_Directions_
Beginning with the line containing "pub mod durability;", give every line again exactly as it is, ending with the last line of the entries.

Data items
• • • • •

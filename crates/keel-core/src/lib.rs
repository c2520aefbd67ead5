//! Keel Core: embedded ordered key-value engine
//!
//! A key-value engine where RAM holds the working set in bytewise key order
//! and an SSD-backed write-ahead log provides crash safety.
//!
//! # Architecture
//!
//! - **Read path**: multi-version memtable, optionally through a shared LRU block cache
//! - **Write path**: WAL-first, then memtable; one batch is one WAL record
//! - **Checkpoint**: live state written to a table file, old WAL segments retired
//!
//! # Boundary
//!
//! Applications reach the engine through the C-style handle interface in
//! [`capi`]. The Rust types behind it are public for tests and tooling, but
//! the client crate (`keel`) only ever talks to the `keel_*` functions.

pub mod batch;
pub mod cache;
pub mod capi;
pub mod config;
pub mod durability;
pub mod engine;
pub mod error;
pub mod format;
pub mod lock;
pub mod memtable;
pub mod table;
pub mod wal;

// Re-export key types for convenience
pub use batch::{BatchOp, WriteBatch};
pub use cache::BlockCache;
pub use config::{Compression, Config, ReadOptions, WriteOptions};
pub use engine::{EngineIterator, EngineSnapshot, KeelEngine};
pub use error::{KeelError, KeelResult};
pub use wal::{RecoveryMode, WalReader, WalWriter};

• • • • •

_Written response_
pub mod durability;
pub mod engine;
pub mod error;
pub mod format;
pub mod lock;
pub mod memtable;
pub mod table;
pub mod wal;

// Re-export key types for convenience
pub use batch::{BatchOp, WriteBatch};
pub use cache::BlockCache;
pub use config::{Compression, Config, ReadOptions, WriteOptions};
pub use engine::{EngineIterator, EngineSnapshot, KeelEngine};
pub use error::{KeelError, KeelResult};
pub use wal::{RecoveryMode, WalReader, WalWriter};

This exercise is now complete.